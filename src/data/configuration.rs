use std::path::Path;

use anyhow::Context;
use log::info;
use serde::{Deserialize, Serialize};

#[derive(Deserialize, Serialize, Default, Debug, Clone)]
#[serde(default)]
pub struct Configuration {
    pub server: ServerSettings,
    pub database: DatabaseConfig,
}

impl Configuration {
    /// Reads `path`, falling back to defaults when the file does not exist.
    pub fn load(path: impl AsRef<Path>) -> anyhow::Result<Self> {
        let path = path.as_ref();
        if !path.exists() {
            info!("No configuration at {}, using defaults", path.display());
            return Ok(Self::default());
        }
        let config = std::fs::read_to_string(path)
            .with_context(|| format!("failed to read {}", path.display()))?;
        let cfg: Self = toml::from_str(&config)
            .with_context(|| format!("failed to parse {}", path.display()))?;
        Ok(cfg)
    }
}

#[derive(Deserialize, Serialize, Debug, Clone)]
#[serde(default)]
pub struct ServerSettings {
    pub host: String,
    pub port: u16,
}

impl Default for ServerSettings {
    fn default() -> Self {
        ServerSettings {
            host: String::from("0.0.0.0"),
            port: 8080,
        }
    }
}

#[derive(Deserialize, Serialize, Debug, Clone)]
#[serde(default)]
pub struct DatabaseConfig {
    /// Directory holding `db.sqlite`.
    pub path: String,
    /// Full connection URL, takes precedence over `path`.
    pub url: Option<String>,
    /// Insert the sample directory into an empty store.
    pub seed: bool,
}

impl Default for DatabaseConfig {
    fn default() -> Self {
        DatabaseConfig {
            path: String::from("data"),
            url: None,
            seed: false,
        }
    }
}

impl DatabaseConfig {
    pub fn connection_url(&self) -> String {
        match &self.url {
            Some(url) => url.clone(),
            None => format!("sqlite://{}/db.sqlite?mode=rwc", self.path),
        }
    }
}

#[cfg(test)]
mod tests {
    use super::*;

    #[test]
    fn partial_file_keeps_defaults() {
        let cfg: Configuration = toml::from_str(
            r#"
            [database]
            seed = true
            "#,
        )
        .unwrap();
        assert!(cfg.database.seed);
        assert_eq!(cfg.server.port, 8080);
        assert_eq!(cfg.database.connection_url(), "sqlite://data/db.sqlite?mode=rwc");
    }

    #[test]
    fn explicit_url_wins() {
        let cfg: Configuration = toml::from_str(
            r#"
            [server]
            host = "127.0.0.1"
            port = 5000

            [database]
            path = "ignored"
            url = "sqlite::memory:"
            "#,
        )
        .unwrap();
        assert_eq!(cfg.server.host, "127.0.0.1");
        assert_eq!(cfg.server.port, 5000);
        assert_eq!(cfg.database.connection_url(), "sqlite::memory:");
    }

    #[test]
    fn missing_file_is_default() {
        let cfg = Configuration::load("does/not/exist.toml").unwrap();
        assert_eq!(cfg.database.path, "data");
        assert!(!cfg.database.seed);
    }
}
pub mod artists;
pub mod genres;
pub mod helpers;
pub mod shows;
pub mod venues;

_ _ _

About this exercise
Give only the number of lines above holding "mode".

Answer space
2